UART3 Configuration and HardFault Trigger in BSP_UART3_Write_Char Function
The issue at hand involves an ARM Cortex-M3 microcontroller (specifically the LPC1778) where a HardFault is triggered when calling the BSP_UART3_Write_Char function. This function is designed to write a single character to UART3, but instead of completing the operation, the system enters the HardFault handler. The UART3 peripheral is configured with specific settings, including baud rate configuration, FIFO settings, and interrupt enablement. The HardFault occurs specifically during the execution of the BSP_UART3_Write_Char function, which suggests a problem related to memory access, peripheral configuration, or interrupt handling.
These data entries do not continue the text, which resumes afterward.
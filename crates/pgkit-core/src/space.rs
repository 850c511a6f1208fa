//! Observation and action spaces

use std::fmt::Debug;

use ndarray::Array1;
use rand::{Rng, RngCore};
use rand_distr::{Exp1, StandardNormal};
use serde::{Deserialize, Serialize};

use crate::{RLError, Result};

/// An element of a [`Space`]
#[derive(Debug, Clone, PartialEq, Serialize, Deserialize)]
pub enum SpaceValue {
    /// Point in a [`BoxSpace`]
    Array(Array1<f64>),
    /// Index into a [`DiscreteSpace`]
    Discrete(usize),
    /// One element per component of a [`ProductSpace`]
    Tuple(Vec<SpaceValue>),
}

impl SpaceValue {
    /// The discrete index, if this is one
    #[must_use]
    pub fn as_discrete(&self) -> Option<usize> {
        match self {
            Self::Discrete(i) => Some(*i),
            _ => None,
        }
    }

    /// The array, if this is one
    #[must_use]
    pub fn as_array(&self) -> Option<&Array1<f64>> {
        match self {
            Self::Array(a) => Some(a),
            _ => None,
        }
    }
}

impl From<usize> for SpaceValue {
    fn from(i: usize) -> Self {
        Self::Discrete(i)
    }
}

impl From<Array1<f64>> for SpaceValue {
    fn from(a: Array1<f64>) -> Self {
        Self::Array(a)
    }
}

/// A set of observations or actions with a flat vector encoding
pub trait Space: Debug + Send + Sync {
    /// Draw a random element
    fn sample(&self, rng: &mut dyn RngCore) -> SpaceValue;

    /// Whether `x` belongs to the space
    fn contains(&self, x: &SpaceValue) -> bool;

    /// Length of the flat encoding
    fn flat_dim(&self) -> usize;

    /// Encode an element as a flat vector
    fn flatten(&self, x: &SpaceValue) -> Result<Array1<f64>>;

    /// Decode a flat vector produced by [`flatten`](Self::flatten)
    fn unflatten(&self, x: &Array1<f64>) -> Result<SpaceValue>;

    /// Clone into a box
    fn boxed_clone(&self) -> Box<dyn Space>;
}

impl Clone for Box<dyn Space> {
    fn clone(&self) -> Self {
        self.boxed_clone()
    }
}

fn check_len(expected: usize, x: &Array1<f64>) -> Result<()> {
    if x.len() == expected {
        Ok(())
    } else {
        Err(RLError::DimensionMismatch {
            expected,
            actual: x.len(),
        })
    }
}

/// A box in `R^n`, each dimension bounded by `low[i]..=high[i]`
#[derive(Debug, Clone, PartialEq, Serialize, Deserialize)]
pub struct BoxSpace {
    low: Array1<f64>,
    high: Array1<f64>,
}

impl BoxSpace {
    /// Box with per-dimension bounds
    pub fn new(low: Array1<f64>, high: Array1<f64>) -> Result<Self> {
        if low.len() != high.len() {
            return Err(RLError::DimensionMismatch {
                expected: low.len(),
                actual: high.len(),
            });
        }
        if let Some(i) = (0..low.len()).find(|&i| !(low[i] <= high[i])) {
            return Err(RLError::Value(format!(
                "lower bound {} exceeds upper bound {} in dimension {i}",
                low[i], high[i]
            )));
        }
        Ok(Self { low, high })
    }

    /// Box with the same bounds in every one of `dim` dimensions
    pub fn uniform(low: f64, high: f64, dim: usize) -> Result<Self> {
        Self::new(Array1::from_elem(dim, low), Array1::from_elem(dim, high))
    }

    /// Lower bounds
    #[must_use]
    pub fn low(&self) -> &Array1<f64> {
        &self.low
    }

    /// Upper bounds
    #[must_use]
    pub fn high(&self) -> &Array1<f64> {
        &self.high
    }

    /// Shape of an element
    #[must_use]
    pub fn shape(&self) -> Vec<usize> {
        vec![self.low.len()]
    }
}

impl Space for BoxSpace {
    /// Uniform inside finite bounds; unbounded sides are sampled from a
    /// standard normal or a shifted exponential.
    fn sample(&self, rng: &mut dyn RngCore) -> SpaceValue {
        let values = self
            .low
            .iter()
            .zip(&self.high)
            .map(|(&lo, &hi)| match (lo.is_finite(), hi.is_finite()) {
                (true, true) if lo < hi => rng.gen_range(lo..=hi),
                (true, true) => lo,
                (true, false) => lo + rng.sample::<f64, _>(Exp1),
                (false, true) => hi - rng.sample::<f64, _>(Exp1),
                (false, false) => rng.sample(StandardNormal),
            })
            .collect();
        SpaceValue::Array(values)
    }

    fn contains(&self, x: &SpaceValue) -> bool {
        match x {
            SpaceValue::Array(a) => {
                a.len() == self.low.len()
                    && a.iter()
                        .zip(&self.low)
                        .zip(&self.high)
                        .all(|((v, lo), hi)| v >= lo && v <= hi)
            }
            _ => false,
        }
    }

    fn flat_dim(&self) -> usize {
        self.low.len()
    }

    fn flatten(&self, x: &SpaceValue) -> Result<Array1<f64>> {
        let a = x
            .as_array()
            .ok_or_else(|| RLError::Type(format!("expected an array for a box space, got {x:?}")))?;
        check_len(self.flat_dim(), a)?;
        Ok(a.clone())
    }

    fn unflatten(&self, x: &Array1<f64>) -> Result<SpaceValue> {
        check_len(self.flat_dim(), x)?;
        Ok(SpaceValue::Array(x.clone()))
    }

    fn boxed_clone(&self) -> Box<dyn Space> {
        Box::new(self.clone())
    }
}

/// The integers `0..n`, flattened as one-hot vectors
#[derive(Debug, Clone, Copy, PartialEq, Eq, Serialize, Deserialize)]
pub struct DiscreteSpace {
    /// Number of elements
    pub n: usize,
}

impl DiscreteSpace {
    /// Space of `n` discrete elements
    #[must_use]
    pub fn new(n: usize) -> Self {
        Self { n }
    }
}

impl Space for DiscreteSpace {
    fn sample(&self, rng: &mut dyn RngCore) -> SpaceValue {
        SpaceValue::Discrete(rng.gen_range(0..self.n.max(1)))
    }

    fn contains(&self, x: &SpaceValue) -> bool {
        matches!(x, SpaceValue::Discrete(i) if *i < self.n)
    }

    fn flat_dim(&self) -> usize {
        self.n
    }

    fn flatten(&self, x: &SpaceValue) -> Result<Array1<f64>> {
        match x {
            SpaceValue::Discrete(i) if *i < self.n => {
                let mut one_hot = Array1::zeros(self.n);
                one_hot[*i] = 1.0;
                Ok(one_hot)
            }
            other => Err(RLError::InvalidAction(format!(
                "{other:?} is not an element of Discrete({})",
                self.n
            ))),
        }
    }

    fn unflatten(&self, x: &Array1<f64>) -> Result<SpaceValue> {
        check_len(self.n, x)?;
        x.iter()
            .position(|&v| v != 0.0)
            .map(SpaceValue::Discrete)
            .ok_or_else(|| RLError::Value("one-hot vector has no non-zero entry".to_string()))
    }

    fn boxed_clone(&self) -> Box<dyn Space> {
        Box::new(*self)
    }
}

/// Cartesian product of component spaces
#[derive(Debug, Clone)]
pub struct ProductSpace {
    spaces: Vec<Box<dyn Space>>,
}

impl ProductSpace {
    /// Product of the given spaces, in order
    #[must_use]
    pub fn new(spaces: Vec<Box<dyn Space>>) -> Self {
        Self { spaces }
    }

    /// Component spaces
    #[must_use]
    pub fn spaces(&self) -> &[Box<dyn Space>] {
        &self.spaces
    }

    fn parts<'a>(&self, x: &'a SpaceValue) -> Result<&'a [SpaceValue]> {
        match x {
            SpaceValue::Tuple(parts) if parts.len() == self.spaces.len() => Ok(parts),
            SpaceValue::Tuple(parts) => Err(RLError::DimensionMismatch {
                expected: self.spaces.len(),
                actual: parts.len(),
            }),
            other => Err(RLError::Type(format!(
                "expected a tuple for a product space, got {other:?}"
            ))),
        }
    }
}

impl Space for ProductSpace {
    fn sample(&self, rng: &mut dyn RngCore) -> SpaceValue {
        SpaceValue::Tuple(self.spaces.iter().map(|s| s.sample(rng)).collect())
    }

    fn contains(&self, x: &SpaceValue) -> bool {
        self.parts(x)
            .map(|parts| self.spaces.iter().zip(parts).all(|(s, p)| s.contains(p)))
            .unwrap_or(false)
    }

    fn flat_dim(&self) -> usize {
        self.spaces.iter().map(|s| s.flat_dim()).sum()
    }

    fn flatten(&self, x: &SpaceValue) -> Result<Array1<f64>> {
        let parts = self.parts(x)?;
        let mut flat = Vec::with_capacity(self.flat_dim());
        for (space, part) in self.spaces.iter().zip(parts) {
            flat.extend(space.flatten(part)?.iter().copied());
        }
        Ok(Array1::from_vec(flat))
    }

    fn unflatten(&self, x: &Array1<f64>) -> Result<SpaceValue> {
        check_len(self.flat_dim(), x)?;
        let mut offset = 0;
        let mut parts = Vec::with_capacity(self.spaces.len());
        for space in &self.spaces {
            let dim = space.flat_dim();
            let chunk = x.slice(ndarray::s![offset..offset + dim]).to_owned();
            parts.push(space.unflatten(&chunk)?);
            offset += dim;
        }
        Ok(SpaceValue::Tuple(parts))
    }

    fn boxed_clone(&self) -> Box<dyn Space> {
        Box::new(self.clone())
    }
}

#[cfg(test)]
mod tests {
    use super::*;
    use ndarray::arr1;
    use rand::rngs::StdRng;
    use rand::SeedableRng;

    #[test]
    fn test_box_space() {
        let space = BoxSpace::new(arr1(&[-1.0, 0.0]), arr1(&[1.0, 5.0])).unwrap();
        let mut rng = StdRng::seed_from_u64(0);
        for _ in 0..100 {
            assert!(space.contains(&space.sample(&mut rng)));
        }
        assert!(!space.contains(&SpaceValue::Array(arr1(&[2.0, 1.0]))));
        assert!(!space.contains(&SpaceValue::Discrete(0)));
        assert_eq!(space.flat_dim(), 2);
    }

    #[test]
    fn test_box_space_bounds() {
        assert!(matches!(
            BoxSpace::new(arr1(&[0.0]), arr1(&[1.0, 2.0])),
            Err(RLError::DimensionMismatch { expected: 1, actual: 2 })
        ));
        assert!(matches!(BoxSpace::uniform(1.0, -1.0, 3), Err(RLError::Value(_))));
    }

    #[test]
    fn test_unbounded_box_samples_are_finite() {
        let space = BoxSpace::uniform(f64::NEG_INFINITY, f64::INFINITY, 4).unwrap();
        let mut rng = StdRng::seed_from_u64(1);
        let x = space.sample(&mut rng);
        assert!(x.as_array().unwrap().iter().all(|v| v.is_finite()));
    }

    #[test]
    fn test_discrete_one_hot() {
        let space = DiscreteSpace::new(4);
        let flat = space.flatten(&SpaceValue::Discrete(2)).unwrap();
        assert_eq!(flat, arr1(&[0.0, 0.0, 1.0, 0.0]));
        assert_eq!(space.unflatten(&flat).unwrap(), SpaceValue::Discrete(2));
        assert!(space.flatten(&SpaceValue::Discrete(4)).is_err());
    }

    #[test]
    fn test_product_space() {
        let space = ProductSpace::new(vec![
            Box::new(DiscreteSpace::new(3)),
            Box::new(BoxSpace::uniform(-1.0, 1.0, 2).unwrap()),
        ]);
        assert_eq!(space.flat_dim(), 5);

        let x = SpaceValue::Tuple(vec![
            SpaceValue::Discrete(1),
            SpaceValue::Array(arr1(&[0.5, -0.25])),
        ]);
        assert!(space.contains(&x));
        let flat = space.flatten(&x).unwrap();
        assert_eq!(flat, arr1(&[0.0, 1.0, 0.0, 0.5, -0.25]));
        assert_eq!(space.unflatten(&flat).unwrap(), x);

        let mut rng = StdRng::seed_from_u64(7);
        assert!(space.contains(&space.sample(&mut rng)));
        assert!(!space.contains(&SpaceValue::Tuple(vec![SpaceValue::Discrete(1)])));
        assert!(space.unflatten(&arr1(&[1.0, 0.0])).is_err());
    }
}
The UART3 configuration involves enabling the peripheral clock, setting the line control register (LCR) for 8-bit data, 1 stop bit, no parity, and enabling the Divisor Latch Access Bit (DLAB) to set the baud rate. The baud rate is configured using the Divisor Latch Low (DLL) and Divisor Latch High (DLM) registers, followed by disabling the DLAB. The FIFO is enabled, and DMA is configured for UART3. Interrupts are also enabled with a specific priority setting. The BSP_UART3_Write_Char function waits for the Transmit Holding Register (THR) to be empty before writing a character to it. However, this operation results in a HardFault.
Misaligned Memory Access and Configuration Register Settings
One of the primary causes of HardFaults in ARM Cortex-M processors is misaligned memory access. The Cortex-M3 has a Configuration and Control Register (CCR) that includes a bit called UNALIGN_TRP (Unaligned Access Trap). When this bit is set, any unaligned memory access will trigger a HardFault. In the context of UART3, the issue could arise from accessing memory or peripheral registers in an unaligned manner. For example, if the compiler generates code that attempts to write to the UART3 THR register using an unaligned address, this could trigger a HardFault.
Another potential cause is incorrect configuration of the UART3 peripheral registers. If the UART3 peripheral is not properly enabled or configured, attempting to write to the THR register could result in a HardFault. This could be due to a missing or incorrect configuration step, such as failing to enable the UART3 peripheral clock or incorrectly setting the baud rate. Additionally, if the interrupt configuration is incorrect, it could lead to an unexpected interrupt that triggers a HardFault.
The use of DMA in conjunction with UART3 could also be a contributing factor. If the DMA is not properly configured or if there is a conflict between the DMA and the CPU accessing the same memory or peripheral registers, this could lead to a HardFault. The DMA configuration in the provided code sets the FIFO trigger level to 4 characters and enables DMA mode 1. If the DMA is not properly initialized or if there is a mismatch between the DMA and UART3 settings, this could cause a HardFault when attempting to write to the UART3 THR register.
Debugging HardFaults and Implementing Corrective Measures
To resolve the HardFault issue, a systematic approach to debugging and corrective action is required. The first step is to identify the exact point at which the HardFault occurs. This can be done by examining the disassembly of the BSP_UART3_Write_Char function and checking the assembly instructions generated by the compiler. This will help determine if there are any unaligned memory accesses or other issues in the generated code.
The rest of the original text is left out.